Dataset entries

//! Axum router construction.

use std::sync::Arc;

use axum::Router;
use axum::routing::get;
use tower_http::cors::{Any, CorsLayer};
use tower_http::trace::TraceLayer;

use crate::handlers;
use crate::state::AppState;

/// Build the complete router.
///
/// - `GET /` -- join and render
/// - `GET /cmd` -- submit a command
/// - `GET /api/actors` -- actor summaries
/// - `GET /api/actors/{id}` -- single actor
///
/// CORS allows any origin so browser terminals hosted elsewhere can poll
/// the frame endpoint.
pub fn build_router(state: Arc<AppState>) -> Router {
    let cors = CorsLayer::new()
        .allow_origin(Any)
        .allow_methods(Any)
        .allow_headers(Any);

    Router::new()
        .route("/", get(handlers::view))
        .route("/cmd", get(handlers::command))
        .route("/api/actors", get(handlers::list_actors))
        .route("/api/actors/{id}", get(handlers::get_actor))
        .layer(cors)
        .layer(TraceLayer::new_for_http())
        .with_state(state)
}
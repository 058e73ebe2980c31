//! Shared application state for the HTTP handlers.

use gridworld_core::{Engine, GridworldConfig};

/// State shared by every handler.
#[derive(Debug)]
pub struct AppState {
    /// The running simulation.
    pub engine: Engine,
}

impl AppState {
    /// Wrap a started engine.
    pub const fn new(engine: Engine) -> Self {
        Self { engine }
    }

    /// Simulation parameters the engine was started with.
    pub fn config(&self) -> &GridworldConfig {
        self.engine.config()
    }
}
//! Error types for the HTTP boundary and the server binary.
//!
//! [`ApiError`] is converted into a JSON response through its
//! [`IntoResponse`] implementation. [`LaunchError`] is what `main`
//! propagates while bringing the process up.

use axum::http::StatusCode;
use axum::response::{IntoResponse, Response};

/// Errors returned by the JSON and render endpoints.
#[derive(Debug, thiserror::Error)]
pub enum ApiError {
    /// The requested actor does not exist.
    #[error("not found: {0}")]
    NotFound(String),

    /// A query parameter could not be parsed.
    #[error("invalid query: {0}")]
    InvalidQuery(String),
}

impl IntoResponse for ApiError {
    fn into_response(self) -> Response {
        let (status, message) = match &self {
            Self::NotFound(msg) => (StatusCode::NOT_FOUND, msg.clone()),
            Self::InvalidQuery(msg) => (StatusCode::BAD_REQUEST, msg.clone()),
        };

        let body = serde_json::json!({
            "error": message,
            "status": status.as_u16(),
        });

        (status, axum::Json(body)).into_response()
    }
}

/// Top-level error for the server binary.
#[derive(Debug, thiserror::Error)]
pub enum LaunchError {
    /// Configuration loading failed.
    #[error("config error: {source}")]
    Config {
        /// The underlying config error.
        #[from]
        source: gridworld_core::ConfigError,
    },

    /// The map file could not be loaded.
    #[error("world error: {source}")]
    World {
        /// The underlying world error.
        #[from]
        source: gridworld_world::WorldError,
    },

    /// The HTTP server failed to bind or serve.
    #[error("server error: {source}")]
    Server {
        /// The underlying server error.
        #[from]
        source: crate::server::ServerError,
    },
}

**REQUIREMENT:** Answer with the exact lines running from the one that contains "bind or serve." through the last line of the data. Include no other line.

**ANSWER TO THE PROBLEM:**
    /// The HTTP server failed to bind or serve.
    #[error("server error: {source}")]
    Server {
        /// The underlying server error.
        #[from]
        source: crate::server::ServerError,
    },
}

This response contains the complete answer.